(Dataset entries)
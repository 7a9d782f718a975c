//! The session store.
//!
//! Three pieces of state make up a session: the user held here, the token
//! held by the request layer, and the two durable keys. Only this store
//! writes the durable keys. The request layer may drop its token on its own
//! (any 401); the store notices on its next read and removes the durable
//! token to match. The in-memory user is left in place when that happens.

use chrono::{DateTime, Utc};
use clubhouse_access::{AuthenticationError, SessionPhase, SessionSnapshot, UserProfile};
use clubhouse_api::{ApiClient, ApiError};
use clubhouse_storage::{AUTH_TOKEN_KEY, DurableStore, USER_DATA_KEY};
use serde_json::{Value, json};
use std::sync::Arc;
use tokio::sync::{Mutex, RwLock, watch};
use tracing::{debug, info, instrument, warn};

/// Login endpoint, relative to the API base URL.
pub const LOGIN_PATH: &str = "/auth/login";

#[derive(Debug)]
struct SessionState {
    bootstrapping: bool,
    login_in_flight: bool,
    user: Option<UserProfile>,
    error: Option<String>,
    authenticated_at: Option<DateTime<Utc>>,
}

/// Owner of the signed-in user and the durable credentials.
///
/// Construct one per application and share it behind an `Arc`.
pub struct SessionStore {
    api: ApiClient,
    storage: Arc<dyn DurableStore>,
    state: RwLock<SessionState>,
    login_lock: Mutex<()>,
    events: watch::Sender<SessionSnapshot>,
}

impl SessionStore {
    /// Creates a store in the bootstrapping phase.
    ///
    /// Nothing is read until [`rehydrate`](Self::rehydrate) is called.
    #[must_use]
    pub fn new(api: ApiClient, storage: Arc<dyn DurableStore>) -> Self {
        let (events, _) = watch::channel(SessionSnapshot::bootstrapping());
        Self {
            api,
            storage,
            state: RwLock::new(SessionState {
                bootstrapping: true,
                login_in_flight: false,
                user: None,
                error: None,
                authenticated_at: None,
            }),
            login_lock: Mutex::new(()),
            events,
        }
    }

    /// Creates a store and rehydrates it from durable storage.
    pub async fn bootstrap(api: ApiClient, storage: Arc<dyn DurableStore>) -> Self {
        let store = Self::new(api, storage);
        store.rehydrate().await;
        store
    }

    /// The request layer this store installs tokens into.
    #[must_use]
    pub fn api(&self) -> &ApiClient {
        &self.api
    }

    /// Restores the session from durable storage.
    ///
    /// A non-empty token and a parseable user restore the session as-is.
    /// Anything else removes both durable keys and leaves the session
    /// unauthenticated.
    #[instrument(skip(self))]
    pub async fn rehydrate(&self) -> SessionPhase {
        let token = self.read_key(AUTH_TOKEN_KEY).await.filter(|t| !t.is_empty());
        let user_json = self.read_key(USER_DATA_KEY).await;

        let restored = match (token, user_json) {
            (Some(token), Some(json)) => match UserProfile::from_json(&json) {
                Ok(user) => Some((token, user)),
                Err(e) => {
                    warn!(error = %e, "stored user record is unreadable; discarding credentials");
                    None
                }
            },
            (None, None) => None,
            (token, _) => {
                warn!(
                    has_token = token.is_some(),
                    "stored credentials are incomplete; discarding them"
                );
                None
            }
        };

        {
            let mut state = self.state.write().await;
            match restored {
                Some((token, user)) => {
                    self.api.tokens().install(token).await;
                    info!(user = %user.id(), "session restored");
                    state.user = Some(user);
                    state.authenticated_at = Some(Utc::now());
                }
                None => {
                    self.remove_credentials().await;
                    self.api.tokens().clear().await;
                    state.user = None;
                    state.authenticated_at = None;
                }
            }
            state.bootstrapping = false;
        }

        self.publish().await.phase
    }

    /// Signs in with email and password.
    ///
    /// On success the token and user are stored in memory, in the request
    /// layer and in durable storage before this returns. On failure nothing
    /// is persisted and the error message is kept for [`error`](Self::error).
    ///
    /// # Errors
    ///
    /// Returns [`AuthenticationError`] if the server rejects the credentials,
    /// cannot be reached, answers without a token or user, if the
    /// credentials cannot be saved, or if the session changed while the
    /// request was in flight.
    #[instrument(skip(self, password))]
    pub async fn login(
        &self,
        email: &str,
        password: &str,
    ) -> Result<UserProfile, AuthenticationError> {
        let _serial = self.login_lock.lock().await;

        self.state.write().await.login_in_flight = true;
        self.publish().await;

        let generation = self.api.generation().await;
        let result = match self.request_login(email, password).await {
            Ok((token, user)) => self.commit_login(generation, token, user).await,
            Err(e) => Err(e),
        };

        {
            let mut state = self.state.write().await;
            state.login_in_flight = false;
            match &result {
                Ok(user) => {
                    info!(user = %user.id(), "logged in");
                    state.error = None;
                }
                Err(e) => {
                    warn!(error = %e, "login failed");
                    state.error = Some(e.to_string());
                }
            }
        }
        self.publish().await;

        result
    }

    async fn request_login(
        &self,
        email: &str,
        password: &str,
    ) -> Result<(String, UserProfile), AuthenticationError> {
        let body = json!({ "email": email, "password": password });
        let response = self
            .api
            .post_public(LOGIN_PATH, &body)
            .await
            .map_err(login_error)?;

        let Some(Value::Object(mut body)) = response else {
            return Err(AuthenticationError::MissingToken);
        };

        let token = body
            .get("access_token")
            .and_then(Value::as_str)
            .filter(|t| !t.is_empty())
            .map(str::to_string)
            .ok_or(AuthenticationError::MissingToken)?;

        let user = match body.remove("user") {
            None | Some(Value::Null) => {
                return Err(AuthenticationError::MissingUser {
                    reason: "no user in response".to_string(),
                });
            }
            Some(value) => {
                UserProfile::from_value(value).map_err(|e| AuthenticationError::MissingUser {
                    reason: e.to_string(),
                })?
            }
        };

        Ok((token, user))
    }

    /// Persists a successful login. Readers wait on the state lock, so they
    /// see either the old session or the complete new one.
    async fn commit_login(
        &self,
        generation: u64,
        token: String,
        user: UserProfile,
    ) -> Result<UserProfile, AuthenticationError> {
        let mut state = self.state.write().await;

        if self.api.generation().await != generation {
            debug!(generation, "session changed during login; discarding response");
            return Err(AuthenticationError::Superseded);
        }

        let user_json = user
            .to_json()
            .map_err(|e| AuthenticationError::InvalidResponse {
                reason: e.to_string(),
            })?;

        let saved = self
            .storage
            .set_all(&[(AUTH_TOKEN_KEY, token.as_str()), (USER_DATA_KEY, user_json.as_str())])
            .await;
        if let Err(e) = saved {
            warn!(error = %e, "failed to persist credentials; rolling back");
            self.remove_credentials().await;
            self.api.tokens().clear().await;
            state.user = None;
            state.authenticated_at = None;
            return Err(AuthenticationError::Storage {
                reason: e.to_string(),
            });
        }

        self.api.tokens().install(token).await;
        state.user = Some(user.clone());
        state.authenticated_at = Some(Utc::now());
        Ok(user)
    }

    /// Ends the session locally. Never fails; storage errors are logged.
    #[instrument(skip(self))]
    pub async fn logout(&self) {
        {
            let mut state = self.state.write().await;
            self.api.tokens().clear().await;
            self.remove_credentials().await;
            state.user = None;
            state.error = None;
            state.authenticated_at = None;
        }
        info!("logged out");
        self.publish().await;
    }

    /// Re-fetches the profile of the signed-in user.
    ///
    /// A 2xx user object replaces the cached profile. A 401 ends the session
    /// through the usual token invalidation. Returns the resulting phase.
    ///
    /// # Errors
    ///
    /// Returns the request error for anything other than a 401. The cached
    /// session is kept in that case.
    #[instrument(skip(self))]
    pub async fn revalidate(&self, profile_path: &str) -> Result<SessionPhase, ApiError> {
        if !self.is_authenticated().await {
            return Ok(self.phase().await);
        }

        let generation = self.api.generation().await;
        let body: Value = match self.api.get(profile_path).await {
            Ok(body) => body,
            Err(e) if e.is_unauthorized() => {
                info!("stored token rejected by the server");
                return Ok(self.publish().await.phase);
            }
            Err(e) => return Err(e),
        };

        let value = match body {
            Value::Object(mut map) if map.get("user").is_some_and(Value::is_object) => {
                map.remove("user").unwrap_or(Value::Null)
            }
            other => other,
        };
        let user = UserProfile::from_value(value).map_err(|e| ApiError::Decode {
            url: profile_path.to_string(),
            reason: e.to_string(),
        })?;

        {
            let mut state = self.state.write().await;
            if self.api.generation().await != generation {
                debug!("session changed during revalidation; discarding profile");
            } else {
                match user.to_json() {
                    Ok(json) => {
                        if let Err(e) = self.storage.set(USER_DATA_KEY, &json).await {
                            warn!(error = %e, "failed to persist refreshed profile");
                        }
                    }
                    Err(e) => warn!(error = %e, "failed to serialize refreshed profile"),
                }
                debug!(user = %user.id(), "profile refreshed");
                state.user = Some(user);
            }
        }

        Ok(self.publish().await.phase)
    }

    /// True iff a user is held, the request layer has a token, and the
    /// durable token is present.
    pub async fn is_authenticated(&self) -> bool {
        self.snapshot().await.is_authenticated()
    }

    /// True while bootstrapping or while a login is in flight.
    pub async fn is_loading(&self) -> bool {
        let state = self.state.read().await;
        state.bootstrapping || state.login_in_flight
    }

    /// Message of the last failed login, cleared by the next success.
    pub async fn error(&self) -> Option<String> {
        self.state.read().await.error.clone()
    }

    /// The user held in memory.
    pub async fn user(&self) -> Option<UserProfile> {
        self.state.read().await.user.clone()
    }

    pub async fn phase(&self) -> SessionPhase {
        self.snapshot().await.phase
    }

    /// Current token generation of the request layer.
    pub async fn generation(&self) -> u64 {
        self.api.generation().await
    }

    /// Returns the current session view.
    pub async fn snapshot(&self) -> SessionSnapshot {
        let (snapshot, reconciled) = self.evaluate().await;
        if reconciled {
            self.events.send_replace(snapshot.clone());
        }
        snapshot
    }

    /// Subscribes to session transitions.
    #[must_use]
    pub fn subscribe(&self) -> watch::Receiver<SessionSnapshot> {
        self.events.subscribe()
    }

    async fn publish(&self) -> SessionSnapshot {
        let (snapshot, _) = self.evaluate().await;
        self.events.send_replace(snapshot.clone());
        snapshot
    }

    /// Computes the session view. Returns true as the second element if the
    /// durable token had to be removed to match the request layer.
    async fn evaluate(&self) -> (SessionSnapshot, bool) {
        let state = self.state.read().await;
        let (token, generation) = self.api.tokens().current().await;

        let mut reconciled = false;
        let phase = if state.bootstrapping {
            SessionPhase::Bootstrapping
        } else if state.user.is_none() {
            SessionPhase::Unauthenticated
        } else if token.is_none() {
            reconciled = self.drop_revoked_token().await;
            SessionPhase::Unauthenticated
        } else if self.read_key(AUTH_TOKEN_KEY).await.is_some_and(|t| !t.is_empty()) {
            SessionPhase::Authenticated
        } else {
            SessionPhase::Unauthenticated
        };

        let snapshot = SessionSnapshot {
            phase,
            user: state.user.clone(),
            error: state.error.clone(),
            loading: state.bootstrapping || state.login_in_flight,
            generation,
            authenticated_at: state.authenticated_at,
        };
        (snapshot, reconciled)
    }

    /// Removes the durable token after the request layer dropped its own.
    async fn drop_revoked_token(&self) -> bool {
        if self.read_key(AUTH_TOKEN_KEY).await.is_none() {
            return false;
        }
        match self.storage.remove(AUTH_TOKEN_KEY).await {
            Ok(()) => {
                info!("token was invalidated by the server; removed stored token");
                true
            }
            Err(e) => {
                warn!(error = %e, "failed to remove invalidated token");
                false
            }
        }
    }

    async fn read_key(&self, key: &str) -> Option<String> {
        match self.storage.get(key).await {
            Ok(value) => value,
            Err(e) => {
                warn!(key, error = %e, "failed to read durable storage");
                None
            }
        }
    }

    async fn remove_credentials(&self) {
        if let Err(e) = self
            .storage
            .remove_all(&[AUTH_TOKEN_KEY, USER_DATA_KEY])
            .await
        {
            warn!(error = %e, "failed to remove stored credentials");
        }
    }
}

fn login_error(err: ApiError) -> AuthenticationError {
    match err {
        ApiError::Unreachable { .. } => AuthenticationError::Unreachable,
        ApiError::Http { status, message } => AuthenticationError::Rejected { status, message },
        ApiError::Decode { reason, .. } => AuthenticationError::InvalidResponse { reason },
        other @ (ApiError::Encode { .. } | ApiError::Client { .. }) => {
            AuthenticationError::InvalidResponse {
                reason: other.to_string(),
            }
        }
    }
}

> [Work instruction]: The answer should be only the number of lines in the data that contain the string "changed".

> [Exercise answer]: 3